SOURCE DATA

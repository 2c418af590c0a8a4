//! # Peak Extraction Module
//!
//! Finds the shifts at which an interference profile has harmonically
//! consistent local minima ("peaks"). Each peak is taken to be one more
//! multiple of the fundamental period.
//!
//! The profile is split into fixed-width, non-overlapping windows starting
//! at shift 0. A window's minimum becomes a peak when it is strictly lower
//! than the minima of both neighbouring windows. The search stops for good
//! at a minimum that still sits on a descending slope, which is how the
//! third harmonic shows up, and once the tracking limit is reached.

use log::debug;

/// Returns the index of the minimum of `profile[begin..begin + range]`.
/// Ties keep the earliest index.
///
/// # Panics
/// If `range` is zero or the window runs past the end of `profile`.
pub fn min_in_range(profile: &[i32], begin: usize, range: usize) -> usize {
    let window = &profile[begin..begin + range];
    let mut min_index = 0;
    for (i, &score) in window.iter().enumerate() {
        if score < window[min_index] {
            min_index = i;
        }
    }
    begin + min_index
}

/// Bounded, ordered set of peak shifts.
///
/// The capacity is fixed when the set is created; pushes beyond it are
/// ignored rather than growing the storage.
#[derive(Debug, Clone, PartialEq, Eq)]
pub struct PeakSet {
    indices: Vec<usize>,
    limit: usize,
}

impl PeakSet {
    /// Creates an empty set that holds at most `limit` peaks.
    ///
    /// # Panics
    /// If `limit` is zero.
    pub fn with_limit(limit: usize) -> Self {
        assert!(limit > 0, "peak tracking limit must be positive");
        Self {
            indices: Vec::with_capacity(limit),
            limit,
        }
    }

    /// Appends a peak. Returns `false` without storing it if the set is full.
    pub fn push(&mut self, index: usize) -> bool {
        if self.is_full() {
            return false;
        }
        self.indices.push(index);
        true
    }

    pub fn clear(&mut self) {
        self.indices.clear();
    }

    pub fn len(&self) -> usize {
        self.indices.len()
    }

    pub fn is_empty(&self) -> bool {
        self.indices.is_empty()
    }

    pub fn is_full(&self) -> bool {
        self.indices.len() >= self.limit
    }

    /// Peak shifts in ascending order.
    pub fn as_slice(&self) -> &[usize] {
        &self.indices
    }
}

/// Searches `profile[..shift_limit]` for peaks, appending them to `peaks`
/// (which is cleared first) until it is full.
///
/// # Panics
/// If `window` is zero, `shift_limit` exceeds the profile length, or fewer
/// than three windows fit below `shift_limit`.
pub fn find_peaks(profile: &[i32], shift_limit: usize, window: usize, peaks: &mut PeakSet) {
    assert!(window > 0, "peak search window must be positive");
    assert!(
        shift_limit <= profile.len(),
        "shift limit {shift_limit} beyond profile of {}",
        profile.len()
    );
    assert!(
        shift_limit >= 3 * window,
        "shift limit must hold three search windows"
    );
    peaks.clear();

    let mut prev_min = min_in_range(profile, 0, window);
    let mut current_min = min_in_range(profile, window, window);

    let mut start = window;
    while start + 2 * window < shift_limit {
        let next_min = min_in_range(profile, start + window, window);
        let current = profile[current_min];

        if profile[prev_min] > current && profile[next_min] > current {
            // Still descending: give up on the whole block.
            if current_min > 0 && profile[current_min - 1] < current {
                break;
            }

            peaks.push(current_min);
            debug!(
                "local minimum at shift {current_min}, score {current}, peak count {}",
                peaks.len()
            );
            if peaks.is_full() {
                return;
            }
        }

        prev_min = current_min;
        current_min = next_min;
        start += window;
    }
}

/// Allocating variant of [`find_peaks`].
pub fn calculate_peaks(
    profile: &[i32],
    shift_limit: usize,
    window: usize,
    limit: usize,
) -> PeakSet {
    let mut peaks = PeakSet::with_limit(limit);
    find_peaks(profile, shift_limit, window, &mut peaks);
    peaks
}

PROMPT
Copy out every line of the listing where the word "local" occurs.

REPLY TO THE EXERCISE
//! consistent local minima ("peaks"). Each peak is taken to be one more
                "local minimum at shift {current_min}, score {current}, peak count {}",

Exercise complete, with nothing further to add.